Collected data:
[Start of section]
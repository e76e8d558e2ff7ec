//! libvirt domain descriptor object graph.
//!
//! Only the parts of the libvirt schema this tool writes or reads back are
//! modelled. Parsing is lenient: live descriptors returned by the hypervisor
//! carry many more elements, which are ignored.

use crate::error::{Result, VmError};
use serde::{Deserialize, Serialize};

/// A complete domain descriptor, serialized as `<domain>`.
#[derive(Debug, Clone, PartialEq, Eq, Serialize, Deserialize)]
#[serde(rename = "domain")]
pub struct DomainDescriptor {
    #[serde(rename = "@type")]
    pub domain_type: String,
    pub name: String,
    #[serde(default, skip_serializing_if = "Option::is_none")]
    pub memory: Option<Memory>,
    #[serde(default, skip_serializing_if = "Option::is_none")]
    pub vcpu: Option<Vcpu>,
    #[serde(default, skip_serializing_if = "Option::is_none")]
    pub os: Option<Os>,
    #[serde(default, skip_serializing_if = "Option::is_none")]
    pub cpu: Option<Cpu>,
    #[serde(default, skip_serializing_if = "Option::is_none")]
    pub clock: Option<Clock>,
    #[serde(default, skip_serializing_if = "Option::is_none")]
    pub on_poweroff: Option<String>,
    #[serde(default, skip_serializing_if = "Option::is_none")]
    pub on_reboot: Option<String>,
    #[serde(default, skip_serializing_if = "Option::is_none")]
    pub on_crash: Option<String>,
    #[serde(default)]
    pub devices: Devices,
}

/// `<memory unit="MiB">32</memory>`
#[derive(Debug, Clone, PartialEq, Eq, Serialize, Deserialize)]
pub struct Memory {
    #[serde(rename = "@unit", default, skip_serializing_if = "Option::is_none")]
    pub unit: Option<String>,
    #[serde(rename = "$text")]
    pub value: u64,
}

/// `<vcpu placement="static">1</vcpu>`
#[derive(Debug, Clone, PartialEq, Eq, Serialize, Deserialize)]
pub struct Vcpu {
    #[serde(rename = "@placement", default, skip_serializing_if = "Option::is_none")]
    pub placement: Option<String>,
    #[serde(rename = "$text")]
    pub count: u32,
}

/// Boot configuration.
#[derive(Debug, Clone, PartialEq, Eq, Serialize, Deserialize)]
pub struct Os {
    #[serde(rename = "type", default, skip_serializing_if = "Option::is_none")]
    pub os_type: Option<OsType>,
    #[serde(default, skip_serializing_if = "Option::is_none")]
    pub kernel: Option<String>,
    #[serde(default, skip_serializing_if = "Option::is_none")]
    pub cmdline: Option<String>,
}

/// `<type>hvm</type>`
#[derive(Debug, Clone, PartialEq, Eq, Serialize, Deserialize)]
pub struct OsType {
    #[serde(rename = "@arch", default, skip_serializing_if = "Option::is_none")]
    pub arch: Option<String>,
    #[serde(rename = "@machine", default, skip_serializing_if = "Option::is_none")]
    pub machine: Option<String>,
    #[serde(rename = "$text")]
    pub value: String,
}

/// `<cpu mode="host-model"/>`
#[derive(Debug, Clone, PartialEq, Eq, Serialize, Deserialize)]
pub struct Cpu {
    #[serde(rename = "@mode", default, skip_serializing_if = "Option::is_none")]
    pub mode: Option<String>,
}

/// `<clock offset="utc" adjustment="reset"/>`
#[derive(Debug, Clone, PartialEq, Eq, Serialize, Deserialize)]
pub struct Clock {
    #[serde(rename = "@offset", default, skip_serializing_if = "Option::is_none")]
    pub offset: Option<String>,
    #[serde(rename = "@adjustment", default, skip_serializing_if = "Option::is_none")]
    pub adjustment: Option<String>,
}

/// Device list.
#[derive(Debug, Clone, Default, PartialEq, Eq, Serialize, Deserialize)]
pub struct Devices {
    #[serde(rename = "filesystem", default, skip_serializing_if = "Vec::is_empty")]
    pub filesystems: Vec<Filesystem>,
    #[serde(rename = "interface", default, skip_serializing_if = "Vec::is_empty")]
    pub interfaces: Vec<Interface>,
    #[serde(rename = "graphics", default, skip_serializing_if = "Vec::is_empty")]
    pub graphics: Vec<Graphics>,
    #[serde(default, skip_serializing_if = "Option::is_none")]
    pub memballoon: Option<MemBalloon>,
}

/// Host directory passed through to the guest.
#[derive(Debug, Clone, PartialEq, Eq, Serialize, Deserialize)]
pub struct Filesystem {
    #[serde(rename = "@type", default, skip_serializing_if = "Option::is_none")]
    pub fs_type: Option<String>,
    #[serde(rename = "@accessmode", default, skip_serializing_if = "Option::is_none")]
    pub access_mode: Option<String>,
    #[serde(default, skip_serializing_if = "Option::is_none")]
    pub driver: Option<FilesystemDriver>,
    #[serde(default, skip_serializing_if = "Option::is_none")]
    pub source: Option<DirRef>,
    #[serde(default, skip_serializing_if = "Option::is_none")]
    pub target: Option<DirRef>,
}

#[derive(Debug, Clone, PartialEq, Eq, Serialize, Deserialize)]
pub struct FilesystemDriver {
    #[serde(rename = "@type", default, skip_serializing_if = "Option::is_none")]
    pub driver_type: Option<String>,
}

/// `<source dir="..."/>` and `<target dir="..."/>`
#[derive(Debug, Clone, PartialEq, Eq, Serialize, Deserialize)]
pub struct DirRef {
    #[serde(rename = "@dir", default, skip_serializing_if = "Option::is_none")]
    pub dir: Option<String>,
}

/// Network interface.
#[derive(Debug, Clone, PartialEq, Eq, Serialize, Deserialize)]
pub struct Interface {
    #[serde(rename = "@type", default, skip_serializing_if = "Option::is_none")]
    pub iface_type: Option<String>,
    #[serde(default, skip_serializing_if = "Option::is_none")]
    pub source: Option<InterfaceSource>,
    #[serde(default, skip_serializing_if = "Option::is_none")]
    pub model: Option<Model>,
}

#[derive(Debug, Clone, PartialEq, Eq, Serialize, Deserialize)]
pub struct InterfaceSource {
    #[serde(rename = "@bridge", default, skip_serializing_if = "Option::is_none")]
    pub bridge: Option<String>,
    #[serde(rename = "@network", default, skip_serializing_if = "Option::is_none")]
    pub network: Option<String>,
}

/// `<model type="virtio"/>`
#[derive(Debug, Clone, PartialEq, Eq, Serialize, Deserialize)]
pub struct Model {
    #[serde(rename = "@type", default, skip_serializing_if = "Option::is_none")]
    pub model_type: Option<String>,
}

/// Graphical console.
#[derive(Debug, Clone, PartialEq, Eq, Serialize, Deserialize)]
pub struct Graphics {
    #[serde(rename = "@type")]
    pub graphics_type: String,
    #[serde(rename = "@port", default, skip_serializing_if = "Option::is_none")]
    pub port: Option<i32>,
    #[serde(rename = "@autoport", default, skip_serializing_if = "Option::is_none")]
    pub autoport: Option<String>,
    #[serde(rename = "@listen", default, skip_serializing_if = "Option::is_none")]
    pub listen: Option<String>,
}

#[derive(Debug, Clone, PartialEq, Eq, Serialize, Deserialize)]
pub struct MemBalloon {
    #[serde(rename = "@model")]
    pub model: String,
}

impl DomainDescriptor {
    /// Marshal to libvirt domain XML.
    pub fn to_xml(&self) -> Result<String> {
        quick_xml::se::to_string(self).map_err(|e| VmError::Xml(e.to_string()))
    }

    /// Parse a domain XML document, ignoring anything not modelled here.
    pub fn from_xml(xml: &str) -> Result<Self> {
        quick_xml::de::from_str(xml).map_err(|e| VmError::Xml(e.to_string()))
    }

    /// Kernel command line, if the domain boots a kernel directly.
    pub fn cmdline(&self) -> Option<&str> {
        self.os.as_ref().and_then(|os| os.cmdline.as_deref())
    }

    /// Distinct names of the bridges the domain's `type='bridge'` interfaces
    /// attach to, in document order.
    ///
    /// Interfaces on a libvirt network also report a `bridge` once running;
    /// that device belongs to libvirt and is skipped.
    pub fn bridge_names(&self) -> Vec<String> {
        let mut names: Vec<String> = Vec::new();
        for iface in &self.devices.interfaces {
            if iface.iface_type.as_deref() != Some("bridge") {
                continue;
            }
            let bridge = iface
                .source
                .as_ref()
                .and_then(|s| s.bridge.as_deref())
                .filter(|b| !b.is_empty());
            if let Some(bridge) = bridge {
                if !names.iter().any(|n| n == bridge) {
                    names.push(bridge.to_string());
                }
            }
        }
        names
    }
}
[End of section]
WORK ORDER: Transcribe exactly, and only, the lines from the opening line of the records through the line containing "which are ignored.".

EXPECTED ANSWER:
repository e76e8d558e2ff7ec
//! libvirt domain descriptor object graph.
//!
//! Only the parts of the libvirt schema this tool writes or reads back are
//! modelled. Parsing is lenient: live descriptors returned by the hypervisor
//! carry many more elements, which are ignored.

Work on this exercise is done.